Your reply should be a single number, the count of lines in the records that contain the string "Just".

● **DATASET CONTENT**:
Start of Block
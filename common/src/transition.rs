use crate::{
    config::Capabilities,
    types::{CurrentHeaterCoolerState, TargetHeaterCoolerState},
};

/// Everything the operating state depends on.
#[derive(Debug, Clone, Copy, PartialEq)]
pub struct OperatingInputs {
    pub active: bool,
    pub target: TargetHeaterCoolerState,
    pub current_temp_c: f32,
    pub heating_threshold_c: f32,
    pub cooling_threshold_c: f32,
    pub capabilities: Capabilities,
}

/// Maps target mode and live conditions to the operating state.
///
/// A mode whose capability is missing degrades to `Idle` instead of reporting
/// a state the hardware cannot be in. In automatic mode a temperature exactly
/// on a threshold is inside the comfort band and yields `Idle`.
pub fn derive_operating_state(inputs: &OperatingInputs) -> CurrentHeaterCoolerState {
    if !inputs.active {
        return CurrentHeaterCoolerState::Inactive;
    }

    let caps = inputs.capabilities;
    match inputs.target {
        TargetHeaterCoolerState::Heat if caps.heating_supported => {
            CurrentHeaterCoolerState::Heating
        }
        TargetHeaterCoolerState::Cool if caps.cooling_supported => {
            CurrentHeaterCoolerState::Cooling
        }
        TargetHeaterCoolerState::Automatic => {
            if caps.heating_supported && inputs.current_temp_c < inputs.heating_threshold_c {
                CurrentHeaterCoolerState::Heating
            } else if caps.cooling_supported && inputs.current_temp_c > inputs.cooling_threshold_c
            {
                CurrentHeaterCoolerState::Cooling
            } else {
                CurrentHeaterCoolerState::Idle
            }
        }
        _ => CurrentHeaterCoolerState::Idle,
    }
}

#[cfg(test)]
mod tests {
    use proptest::prelude::*;

    use super::*;

    fn inputs(target: TargetHeaterCoolerState, current_temp_c: f32) -> OperatingInputs {
        OperatingInputs {
            active: true,
            target,
            current_temp_c,
            heating_threshold_c: 20.0,
            cooling_threshold_c: 26.0,
            capabilities: Capabilities::default(),
        }
    }

    #[test]
    fn explicit_modes_follow_target() {
        assert_eq!(
            derive_operating_state(&inputs(TargetHeaterCoolerState::Heat, 30.0)),
            CurrentHeaterCoolerState::Heating
        );
        assert_eq!(
            derive_operating_state(&inputs(TargetHeaterCoolerState::Cool, 10.0)),
            CurrentHeaterCoolerState::Cooling
        );
    }

    #[test]
    fn automatic_mode_uses_thresholds() {
        let auto = TargetHeaterCoolerState::Automatic;
        assert_eq!(
            derive_operating_state(&inputs(auto, 18.0)),
            CurrentHeaterCoolerState::Heating
        );
        assert_eq!(
            derive_operating_state(&inputs(auto, 27.5)),
            CurrentHeaterCoolerState::Cooling
        );
        assert_eq!(
            derive_operating_state(&inputs(auto, 23.0)),
            CurrentHeaterCoolerState::Idle
        );
    }

    #[test]
    fn temperature_on_threshold_is_idle() {
        let auto = TargetHeaterCoolerState::Automatic;
        assert_eq!(
            derive_operating_state(&inputs(auto, 20.0)),
            CurrentHeaterCoolerState::Idle
        );
        assert_eq!(
            derive_operating_state(&inputs(auto, 26.0)),
            CurrentHeaterCoolerState::Idle
        );
    }

    #[test]
    fn unsupported_modes_fall_back_to_idle() {
        let heat_only = Capabilities {
            cooling_supported: false,
            heating_supported: true,
        };

        let mut cool = inputs(TargetHeaterCoolerState::Cool, 30.0);
        cool.capabilities = heat_only;
        assert_eq!(derive_operating_state(&cool), CurrentHeaterCoolerState::Idle);

        let mut auto = inputs(TargetHeaterCoolerState::Automatic, 30.0);
        auto.capabilities = heat_only;
        assert_eq!(derive_operating_state(&auto), CurrentHeaterCoolerState::Idle);

        let mut heat = inputs(TargetHeaterCoolerState::Heat, 10.0);
        heat.capabilities = Capabilities {
            cooling_supported: true,
            heating_supported: false,
        };
        assert_eq!(derive_operating_state(&heat), CurrentHeaterCoolerState::Idle);
    }

    fn target_strategy() -> impl Strategy<Value = TargetHeaterCoolerState> {
        prop_oneof![
            Just(TargetHeaterCoolerState::Automatic),
            Just(TargetHeaterCoolerState::Heat),
            Just(TargetHeaterCoolerState::Cool),
        ]
    }

    fn inputs_strategy() -> impl Strategy<Value = OperatingInputs> {
        (
            any::<bool>(),
            target_strategy(),
            -20.0f32..60.0,
            0.0f32..25.0,
            10.0f32..35.0,
            any::<bool>(),
            any::<bool>(),
        )
            .prop_map(
                |(active, target, temp, heating, cooling, cool_ok, heat_ok)| OperatingInputs {
                    active,
                    target,
                    current_temp_c: temp,
                    heating_threshold_c: heating,
                    cooling_threshold_c: cooling,
                    capabilities: Capabilities {
                        cooling_supported: cool_ok,
                        heating_supported: heat_ok,
                    },
                },
            )
    }

    proptest! {
        #[test]
        fn derivation_is_deterministic(inputs in inputs_strategy()) {
            prop_assert_eq!(derive_operating_state(&inputs), derive_operating_state(&inputs));
        }

        #[test]
        fn derivation_respects_power_and_capabilities(inputs in inputs_strategy()) {
            let state = derive_operating_state(&inputs);

            if !inputs.active {
                prop_assert_eq!(state, CurrentHeaterCoolerState::Inactive);
            } else {
                prop_assert_ne!(state, CurrentHeaterCoolerState::Inactive);
            }

            if state == CurrentHeaterCoolerState::Heating {
                prop_assert!(inputs.capabilities.heating_supported);
                prop_assert!(
                    inputs.target == TargetHeaterCoolerState::Heat
                        || (inputs.target == TargetHeaterCoolerState::Automatic
                            && inputs.current_temp_c < inputs.heating_threshold_c)
                );
            }

            if state == CurrentHeaterCoolerState::Cooling {
                prop_assert!(inputs.capabilities.cooling_supported);
                prop_assert!(
                    inputs.target == TargetHeaterCoolerState::Cool
                        || (inputs.target == TargetHeaterCoolerState::Automatic
                            && inputs.current_temp_c > inputs.cooling_threshold_c)
                );
            }
        }
    }
}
End of Block
● **YOUR RESPONSE**: 3